Globalisation has shrunk the world, but in doing so it has homogenised it, it has made it all recognisable and safe and easy to navigate. It's also made travel unnecessary in some ways. When the best of the world comes to you – when the shops and the cafes and the bars you love from overseas begin popping up in your own neighbourhood – there doesn't seem much point going to the source.

However, you can't get everything at home. Leaving aside the unique, physical attractions that can never be moved (Egypt's pyramids, Norway's fjords and the like) there are certain cultural experiences, certain scenes that, try as people might, will never be the same outside of their local environment. Globalisation will never replicate them. You'll always have to travel to find the good stuff.

Rio Carnival.

Rio Carnival.Credit: Alamy

Tokyo's bar scene

It seems like most modern cities have small bars now. They have music venues. They have places to get food. They might even be into whisky. But no city does all of those things to such perfection as Tokyo. This huge city is a warren of tiny drinking dens, where world-class drinks – beers, cocktails, sake, wine, spirits – are dished out, music is on point, food is incredible, and people are friendly. No one can replicate that.

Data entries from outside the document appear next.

use rusqlite::{params, Connection, OptionalExtension};

use crate::response::{Alert, Risk};
use crate::series::{CostComponent, Customer, MonthlySeries, Order, SeriesSnapshot};
use crate::window::Month;

/// Funnel stage whose monthly count feeds the forecast's pipeline conversion.
pub const OPEN_PIPELINE_STAGE: &str = "SQL";

/// Tables reported by `status`.
pub const SERIES_TABLES: &[&str] = &[
    "revenue_trend",
    "ops_uptime",
    "retention_nrr",
    "pipeline_stages_daily",
    "pipeline_winrate",
    "customers",
    "orders",
    "supply_lead_time",
    "supply_inventory_turns",
    "supply_cogs_variance",
    "supply_cogs_breakdown",
    "alerts",
    "risks",
];

// ── Snapshot ───────────────────────────────────────────────────────

/// Read everything the engine needs for months `from..=to`.
///
/// Flow, snapshot and average series are bounded to the range. Latest-as-of
/// inputs (NRR, pipeline, win rate) carry their full history up to `to`.
pub fn load_snapshot(
    conn: &Connection,
    from: Month,
    to: Month,
) -> Result<SeriesSnapshot, rusqlite::Error> {
    let from_key = from.to_key();
    let to_key = to.to_key();
    let mut snap = SeriesSnapshot::new();

    let mut stmt = conn.prepare(
        "SELECT period,
                COALESCE(recognized, 0),
                COALESCE(booked, 0),
                COALESCE(backlog, 0)
         FROM revenue_trend
         WHERE period BETWEEN ?1 AND ?2
         ORDER BY period",
    )?;
    let rows = stmt.query_map(params![from_key, to_key], |row| {
        Ok((
            row.get::<_, String>(0)?,
            row.get::<_, f64>(1)?,
            row.get::<_, f64>(2)?,
            row.get::<_, f64>(3)?,
        ))
    })?;
    for row in rows {
        let (period, recognized, booked, backlog) = row?;
        if let Some(month) = parse_period(&period) {
            snap.insert_revenue(month, recognized, booked, backlog);
        }
    }

    snap.uptime = read_series(
        conn,
        "SELECT period, AVG(uptime) FROM ops_uptime
         WHERE period BETWEEN ?1 AND ?2 AND uptime IS NOT NULL
         GROUP BY period",
        params![from_key, to_key],
    )?;
    snap.nrr = read_series(
        conn,
        "SELECT period, nrr FROM retention_nrr WHERE period <= ?1 AND nrr IS NOT NULL",
        params![to_key],
    )?;
    snap.pipeline_count = read_series(
        conn,
        "SELECT substr(period, 1, 7) AS month, SUM(value) FROM pipeline_stages_daily
         WHERE stage_name = ?1 AND substr(period, 1, 7) <= ?2 AND value IS NOT NULL
         GROUP BY month",
        params![OPEN_PIPELINE_STAGE, to_key],
    )?;
    snap.win_rate_pct = read_series(
        conn,
        "SELECT period, win_rate_pct FROM pipeline_winrate
         WHERE period <= ?1 AND win_rate_pct IS NOT NULL",
        params![to_key],
    )?;
    snap.lead_time_days = read_series(
        conn,
        "SELECT period, lead_time_days FROM supply_lead_time
         WHERE period BETWEEN ?1 AND ?2 AND lead_time_days IS NOT NULL",
        params![from_key, to_key],
    )?;
    snap.inventory_turns = read_series(
        conn,
        "SELECT period, turns_per_year FROM supply_inventory_turns
         WHERE period BETWEEN ?1 AND ?2 AND turns_per_year IS NOT NULL",
        params![from_key, to_key],
    )?;
    snap.cogs_variance_pct = read_series(
        conn,
        "SELECT period, variance_pct FROM supply_cogs_variance
         WHERE period BETWEEN ?1 AND ?2 AND variance_pct IS NOT NULL",
        params![from_key, to_key],
    )?;

    snap.set_orders(list_orders(conn, from, to)?);
    snap.cogs_breakdown = list_cogs_breakdown(conn)?;

    log::debug!(
        "Loaded snapshot {from_key}..{to_key}: {} revenue months, {} orders",
        snap.recognized.len(),
        snap.orders().len()
    );
    Ok(snap)
}

fn read_series(
    conn: &Connection,
    sql: &str,
    params: impl rusqlite::Params,
) -> Result<MonthlySeries, rusqlite::Error> {
    let mut stmt = conn.prepare(sql)?;
    let rows = stmt.query_map(params, |row| Ok((row.get::<_, String>(0)?, row.get::<_, f64>(1)?)))?;
    let mut series = MonthlySeries::new();
    for row in rows {
        let (period, value) = row?;
        if let Some(month) = parse_period(&period) {
            series.insert(month, value);
        }
    }
    Ok(series)
}

fn parse_period(period: &str) -> Option<Month> {
    match Month::parse(period) {
        Ok(m) => Some(m),
        Err(e) => {
            log::warn!("Skipping row with bad period '{period}': {e}");
            None
        }
    }
}

/// Orders dated within months `from..=to`, joined to their customer.
pub fn list_orders(conn: &Connection, from: Month, to: Month) -> Result<Vec<Order>, rusqlite::Error> {
    let mut stmt = conn.prepare(
        "SELECT o.order_date, COALESCE(o.amount, 0), COALESCE(o.profit, 0), o.type,
                o.customer_id, c.name, c.industry, c.source
         FROM orders o
         LEFT JOIN customers c ON c.id = o.customer_id
         WHERE substr(o.order_date, 1, 10) BETWEEN ?1 AND ?2
         ORDER BY o.order_date, o.id",
    )?;
    let from_date = from.first_day().format("%Y-%m-%d").to_string();
    let to_date = to.last_day().format("%Y-%m-%d").to_string();
    let rows = stmt.query_map(params![from_date, to_date], |row| {
        let order_date: String = row.get(0)?;
        let customer_id: Option<i64> = row.get(4)?;
        let customer = customer_id.map(|_| -> Result<Customer, rusqlite::Error> {
            Ok(Customer {
                name: row.get(5)?,
                industry: row.get(6)?,
                source: row.get(7)?,
            })
        });
        Ok((
            order_date,
            row.get::<_, f64>(1)?,
            row.get::<_, f64>(2)?,
            row.get::<_, Option<String>>(3)?,
            customer.transpose()?,
        ))
    })?;

    let mut orders = Vec::new();
    for row in rows {
        let (order_date, amount, profit, kind, customer) = row?;
        match chrono::NaiveDate::parse_from_str(date_key_from_iso(&order_date), "%Y-%m-%d") {
            Ok(order_date) => orders.push(Order {
                order_date,
                amount,
                profit,
                kind,
                customer,
            }),
            Err(_) => log::warn!("Skipping order with bad date '{order_date}'"),
        }
    }
    Ok(orders)
}

pub fn list_cogs_breakdown(conn: &Connection) -> Result<Vec<CostComponent>, rusqlite::Error> {
    let mut stmt = conn.prepare(
        "SELECT component, COALESCE(cost, 0) FROM supply_cogs_breakdown ORDER BY id",
    )?;
    let rows = stmt.query_map([], |row| {
        Ok(CostComponent {
            component: row.get(0)?,
            cost: row.get(1)?,
        })
    })?;
    rows.collect()
}

// ── Series writes ──────────────────────────────────────────────────

pub fn upsert_revenue(
    conn: &Connection,
    period: &str,
    recognized: f64,
    booked: f64,
    backlog: f64,
) -> Result<(), rusqlite::Error> {
    conn.execute(
        "INSERT OR REPLACE INTO revenue_trend (period, recognized, booked, backlog)
         VALUES (?1, ?2, ?3, ?4)",
        params![period, recognized, booked, backlog],
    )?;
    Ok(())
}

pub fn insert_uptime(conn: &Connection, period: &str, uptime: f64) -> Result<(), rusqlite::Error> {
    conn.execute(
        "INSERT INTO ops_uptime (period, uptime) VALUES (?1, ?2)",
        params![period, uptime],
    )?;
    Ok(())
}

pub fn upsert_nrr(conn: &Connection, period: &str, nrr: f64) -> Result<(), rusqlite::Error> {
    conn.execute(
        "INSERT OR REPLACE INTO retention_nrr (period, nrr) VALUES (?1, ?2)",
        params![period, nrr],
    )?;
    Ok(())
}

/// Record one day's count for a funnel stage. `day` is `YYYY-MM-DD`.
pub fn insert_pipeline_stage(
    conn: &Connection,
    day: &str,
    stage_name: &str,
    value: f64,
) -> Result<(), rusqlite::Error> {
    conn.execute(
        "INSERT INTO pipeline_stages_daily (period, stage_name, value) VALUES (?1, ?2, ?3)",
        params![day, stage_name, value],
    )?;
    Ok(())
}

pub fn upsert_win_rate(
    conn: &Connection,
    period: &str,
    win_rate_pct: f64,
    sales_cycle_days: Option<f64>,
) -> Result<(), rusqlite::Error> {
    conn.execute(
        "INSERT OR REPLACE INTO pipeline_winrate (period, win_rate_pct, sales_cycle_days)
         VALUES (?1, ?2, ?3)",
        params![period, win_rate_pct, sales_cycle_days],
    )?;
    Ok(())
}

pub fn insert_customer(conn: &Connection, customer: &Customer) -> Result<i64, rusqlite::Error> {
    conn.execute(
        "INSERT INTO customers (name, industry, source, created_at)
         VALUES (?1, ?2, ?3, datetime('now'))",
        params![customer.name, customer.industry, customer.source],
    )?;
    Ok(conn.last_insert_rowid())
}

pub fn insert_order(
    conn: &Connection,
    customer_id: Option<i64>,
    order_date: &str,
    amount: f64,
    profit: f64,
    kind: Option<&str>,
) -> Result<i64, rusqlite::Error> {
    conn.execute(
        "INSERT INTO orders (customer_id, order_date, amount, profit, type)
         VALUES (?1, ?2, ?3, ?4, ?5)",
        params![customer_id, order_date, amount, profit, kind],
    )?;
    Ok(conn.last_insert_rowid())
}

/// One of the monthly supply tables.
#[derive(Debug, Clone, Copy, PartialEq, Eq)]
pub enum SupplySeries {
    LeadTime,
    InventoryTurns,
    CogsVariance,
}

pub fn upsert_supply(
    conn: &Connection,
    series: SupplySeries,
    period: &str,
    value: f64,
) -> Result<(), rusqlite::Error> {
    let sql = match series {
        SupplySeries::LeadTime => {
            "INSERT OR REPLACE INTO supply_lead_time (period, lead_time_days) VALUES (?1, ?2)"
        }
        SupplySeries::InventoryTurns => {
            "INSERT OR REPLACE INTO supply_inventory_turns (period, turns_per_year) VALUES (?1, ?2)"
        }
        SupplySeries::CogsVariance => {
            "INSERT OR REPLACE INTO supply_cogs_variance (period, variance_pct) VALUES (?1, ?2)"
        }
    };
    conn.execute(sql, params![period, value])?;
    Ok(())
}

pub fn insert_cogs_component(
    conn: &Connection,
    component: &str,
    cost: f64,
) -> Result<(), rusqlite::Error> {
    conn.execute(
        "INSERT INTO supply_cogs_breakdown (component, cost) VALUES (?1, ?2)",
        params![component, cost],
    )?;
    Ok(())
}

// ── Alerts & Risks ─────────────────────────────────────────────────

pub fn insert_alert(
    conn: &Connection,
    kind: Option<&str>,
    title: &str,
    description: Option<&str>,
    severity: Option<&str>,
    created_at: &str,
) -> Result<i64, rusqlite::Error> {
    conn.execute(
        "INSERT INTO alerts (type, title, description, severity, created_at)
         VALUES (?1, ?2, ?3, ?4, ?5)",
        params![kind, title, description, severity, created_at],
    )?;
    Ok(conn.last_insert_rowid())
}

/// Most recent alerts first.
pub fn list_alerts(conn: &Connection, limit: usize) -> Result<Vec<Alert>, rusqlite::Error> {
    let mut stmt = conn.prepare(
        "SELECT id, type, title, description, severity, created_at
         FROM alerts ORDER BY created_at DESC, id DESC LIMIT ?1",
    )?;
    let rows = stmt.query_map(params![limit as i64], |row| {
        Ok(Alert {
            id: row.get(0)?,
            kind: row.get(1)?,
            title: row.get(2)?,
            description: row.get(3)?,
            severity: row.get(4)?,
            created_at: row.get(5)?,
        })
    })?;
    rows.collect()
}

pub fn insert_risk(
    conn: &Connection,
    title: &str,
    owner: Option<&str>,
    due: Option<&str>,
    mitigation: Option<&str>,
    status: Option<&str>,
) -> Result<i64, rusqlite::Error> {
    conn.execute(
        "INSERT INTO risks (title, owner, due, mitigation, status) VALUES (?1, ?2, ?3, ?4, ?5)",
        params![title, owner, due, mitigation, status],
    )?;
    Ok(conn.last_insert_rowid())
}

/// Newest risks (highest id) first.
pub fn list_risks(conn: &Connection, limit: usize) -> Result<Vec<Risk>, rusqlite::Error> {
    let mut stmt = conn.prepare(
        "SELECT id, title, owner, due, mitigation, status FROM risks ORDER BY id DESC LIMIT ?1",
    )?;
    let rows = stmt.query_map(params![limit as i64], |row| {
        Ok(Risk {
            id: row.get(0)?,
            title: row.get(1)?,
            owner: row.get(2)?,
            due: row.get(3)?,
            mitigation: row.get(4)?,
            status: row.get(5)?,
        })
    })?;
    rows.collect()
}

// ── Config ─────────────────────────────────────────────────────────

pub fn get_config(conn: &Connection, key: &str) -> Result<Option<String>, rusqlite::Error> {
    conn.query_row(
        "SELECT value FROM app_config WHERE key = ?1",
        params![key],
        |row| row.get(0),
    )
    .optional()
}

pub fn set_config(conn: &Connection, key: &str, value: &str) -> Result<(), rusqlite::Error> {
    conn.execute(
        "INSERT OR REPLACE INTO app_config (key, value, updated_at)
         VALUES (?1, ?2, datetime('now'))",
        params![key, value],
    )?;
    Ok(())
}

pub fn list_config(conn: &Connection) -> Result<Vec<(String, String)>, rusqlite::Error> {
    let mut stmt = conn.prepare("SELECT key, value FROM app_config ORDER BY key")?;
    let rows = stmt.query_map([], |row| Ok((row.get(0)?, row.get(1)?)))?;
    rows.collect()
}

// ── Status ─────────────────────────────────────────────────────────

/// Row count per series table, in [`SERIES_TABLES`] order.
pub fn table_counts(conn: &Connection) -> Result<Vec<(String, i64)>, rusqlite::Error> {
    SERIES_TABLES
        .iter()
        .map(|table| {
            let count: i64 =
                conn.query_row(&format!("SELECT COUNT(*) FROM {table}"), [], |row| row.get(0))?;
            Ok((table.to_string(), count))
        })
        .collect()
}

// ── Helpers ────────────────────────────────────────────────────────

/// Extract YYYY-MM-DD from an ISO datetime string. Input whose tenth byte is
/// not a char boundary comes back whole and fails date parsing downstream.
fn date_key_from_iso(iso: &str) -> &str {
    iso.get(..10).unwrap_or(iso)
}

See also: Twenty things that will surprise first-time visitors to Japan

Rome's trattorias

There are wannabe Roman-style trattorias around the world, from New York to Melbourne to Buenos Aires. But still, no one else does this style of casual Italian dining quite right. No one has captured the magic of actually being in Rome and feasting on carbonara and coda alla vaccinara and drinking cheap wine and yelling to be heard above the din.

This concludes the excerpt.